● What is needed
All lines from the one with "pub use config::Config;" through the last line of the data below should be copied exactly; please add nothing.

——————————

pub mod api;
pub mod config;
pub mod host;
pub mod notify;
pub mod status;

pub use config::Config;
pub use config::ConfigError;
pub use config::LogLevel;
pub use host::FilamentWidget;
pub use host::MessageRouter;
pub use notify::NotificationDispatcher;
pub use notify::NotificationEvent;
pub use status::SensorReading;
pub use status::StatusFetcher;
use domain::listing::Window;
use serde::Deserialize;
use utoipa::IntoParams;

#[derive(Debug, Default, Deserialize, IntoParams)]
#[into_params(parameter_in = Query)]
pub(crate) struct IndexParams {
    /// Restricts the listing to events happening `today` or `this_week`.
    /// Defaults to `all`.
    #[serde(default)]
    #[param(value_type = Option<String>, example = "this_week")]
    pub(crate) window: Window,
}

——————————

● Exercise output
pub use config::Config;
pub use config::ConfigError;
pub use config::LogLevel;
pub use host::FilamentWidget;
pub use host::MessageRouter;
pub use notify::NotificationDispatcher;
pub use notify::NotificationEvent;
pub use status::SensorReading;
pub use status::StatusFetcher;
use domain::listing::Window;
use serde::Deserialize;
use utoipa::IntoParams;

#[derive(Debug, Default, Deserialize, IntoParams)]
#[into_params(parameter_in = Query)]
pub(crate) struct IndexParams {
    /// Restricts the listing to events happening `today` or `this_week`.
    /// Defaults to `all`.
    #[serde(default)]
    #[param(value_type = Option<String>, example = "this_week")]
    pub(crate) window: Window,
}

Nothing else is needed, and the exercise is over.